*TASK DIRECTIONS*
The entries below contain a line with "pub struct Gradient2DLut" and a line with "pub fn resolution(&self)". Quote exactly those two lines and all lines between them.

(Beginning of ENTRIES PROVIDED)

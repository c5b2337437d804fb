//! Bilinear color gradient over the unit square

use rayon::prelude::*;

use crate::color::Rgb;
use crate::error::{PlanetError, Result};

/// A color pinned at `(u, v)`
#[derive(Debug, Clone, Copy, PartialEq)]
pub struct ColorStop2D {
    pub u: f64,
    pub v: f64,
    pub color: Rgb,
}

/// Stops scattered over `[0, 1]²`, densified by [`Gradient2D::calculate`]
///
/// Every cell of the table is interpolated from the nearest stop in each of
/// the four quadrants around it. Stops laid out on a regular grid therefore
/// give plain bilinear interpolation between grid corners.
#[derive(Debug, Clone, PartialEq)]
pub struct Gradient2D {
    stops: Vec<ColorStop2D>,
    resolution: usize,
}

/// Nearest stop index in each quadrant around a sample point
#[derive(Debug, Clone, Copy)]
struct Quadrants {
    top_left: usize,
    top_right: usize,
    bottom_left: usize,
    bottom_right: usize,
}

impl Gradient2D {
    /// Create an empty gradient with a `resolution × resolution` table
    pub fn new(resolution: usize) -> Self {
        Self {
            stops: Vec::new(),
            resolution,
        }
    }

    pub fn add_stop(mut self, u: f64, v: f64, color: Rgb) -> Self {
        self.stops.push(ColorStop2D { u, v, color });
        self
    }

    pub fn stops(&self) -> &[ColorStop2D] {
        &self.stops
    }

    /// Densify into a lookup table
    ///
    /// # Errors
    ///
    /// Returns `InvalidArgument` with fewer than 4 stops, a zero resolution
    /// or a stop outside the unit square.
    pub fn calculate(&self) -> Result<Gradient2DLut> {
        if self.resolution == 0 {
            return Err(PlanetError::InvalidArgument(
                "2D gradient resolution must be positive".to_string(),
            ));
        }
        if self.stops.len() < 4 {
            return Err(PlanetError::InvalidArgument(format!(
                "2D gradient needs at least 4 stops (got {})",
                self.stops.len()
            )));
        }
        if let Some(stop) = self
            .stops
            .iter()
            .find(|s| !(0.0..=1.0).contains(&s.u) || !(0.0..=1.0).contains(&s.v))
        {
            return Err(PlanetError::InvalidArgument(format!(
                "2D gradient stop ({}, {}) outside the unit square",
                stop.u, stop.v
            )));
        }

        let res = self.resolution;
        let mut table = vec![Rgb::BLACK; res * res];

        table.par_chunks_mut(res).enumerate().for_each(|(y, row)| {
            let v = y as f64 / res as f64;
            for (x, cell) in row.iter_mut().enumerate() {
                let u = x as f64 / res as f64;
                *cell = self.interpolate(u, v);
            }
        });

        Ok(Gradient2DLut { table, resolution: res })
    }

    fn interpolate(&self, u: f64, v: f64) -> Rgb {
        let q = self.quadrants(u, v);
        let tl = self.stops[q.top_left];
        let tr = self.stops[q.top_right];
        let bl = self.stops[q.bottom_left];
        let br = self.stops[q.bottom_right];

        // A zero span means the sample sits on that stop row/column
        let tu = fraction(u, tl.u, tr.u);
        let tv = fraction(v, tl.v, bl.v);

        let top = tl.color.lerp(tr.color, tu);
        let bottom = bl.color.lerp(br.color, fraction(u, bl.u, br.u));
        top.lerp(bottom, tv)
    }

    fn quadrants(&self, u: f64, v: f64) -> Quadrants {
        let mut best: [Option<(usize, f64)>; 4] = [None; 4];

        for (i, stop) in self.stops.iter().enumerate() {
            let d = (stop.u - u).powi(2) + (stop.v - v).powi(2);
            let left = stop.u <= u;
            let right = stop.u >= u;
            let top = stop.v <= v;
            let bottom = stop.v >= v;

            for (slot, inside) in [left && top, right && top, left && bottom, right && bottom]
                .into_iter()
                .enumerate()
            {
                if inside && best[slot].map_or(true, |(_, bd)| d < bd) {
                    best[slot] = Some((i, d));
                }
            }
        }

        let [tl, tr, bl, br] = best.map(|b| b.map(|(i, _)| i));
        // Borrow from the horizontal neighbour first, then the vertical one
        Quadrants {
            top_left: tl.or(tr).or(bl).or(br).unwrap_or(0),
            top_right: tr.or(tl).or(br).or(bl).unwrap_or(0),
            bottom_left: bl.or(br).or(tl).or(tr).unwrap_or(0),
            bottom_right: br.or(bl).or(tr).or(tl).unwrap_or(0),
        }
    }
}

#[inline]
fn fraction(x: f64, lo: f64, hi: f64) -> f64 {
    if hi > lo {
        ((x - lo) / (hi - lo)).clamp(0.0, 1.0)
    } else {
        0.0
    }
}

/// Immutable 2D color table
#[derive(Debug, Clone, PartialEq)]
pub struct Gradient2DLut {
    /// Row-major, `table[y * resolution + x]`
    table: Vec<Rgb>,
    resolution: usize,
}

impl Gradient2DLut {
    /// Color at `(u, v)`, with both clamped into `[0, 1]` (NaN maps to 0)
    pub fn color_at(&self, u: f64, v: f64) -> Rgb {
        let scale = (self.resolution - 1) as f64;
        let x = (clamp_unit(u) * scale).floor() as usize;
        let y = (clamp_unit(v) * scale).floor() as usize;
        self.table[y * self.resolution + x]
    }

    pub fn resolution(&self) -> usize {
        self.resolution
    }
}

#[inline]
fn clamp_unit(x: f64) -> f64 {
    if x.is_nan() {
        0.0
    } else {
        x.clamp(0.0, 1.0)
    }
}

(End of ENTRIES PROVIDED)

*ANSWER FOR THE TASK*
pub struct Gradient2DLut {
    /// Row-major, `table[y * resolution + x]`
    table: Vec<Rgb>,
    resolution: usize,
}

impl Gradient2DLut {
    /// Color at `(u, v)`, with both clamped into `[0, 1]` (NaN maps to 0)
    pub fn color_at(&self, u: f64, v: f64) -> Rgb {
        let scale = (self.resolution - 1) as f64;
        let x = (clamp_unit(u) * scale).floor() as usize;
        let y = (clamp_unit(v) * scale).floor() as usize;
        self.table[y * self.resolution + x]
    }

    pub fn resolution(&self) -> usize {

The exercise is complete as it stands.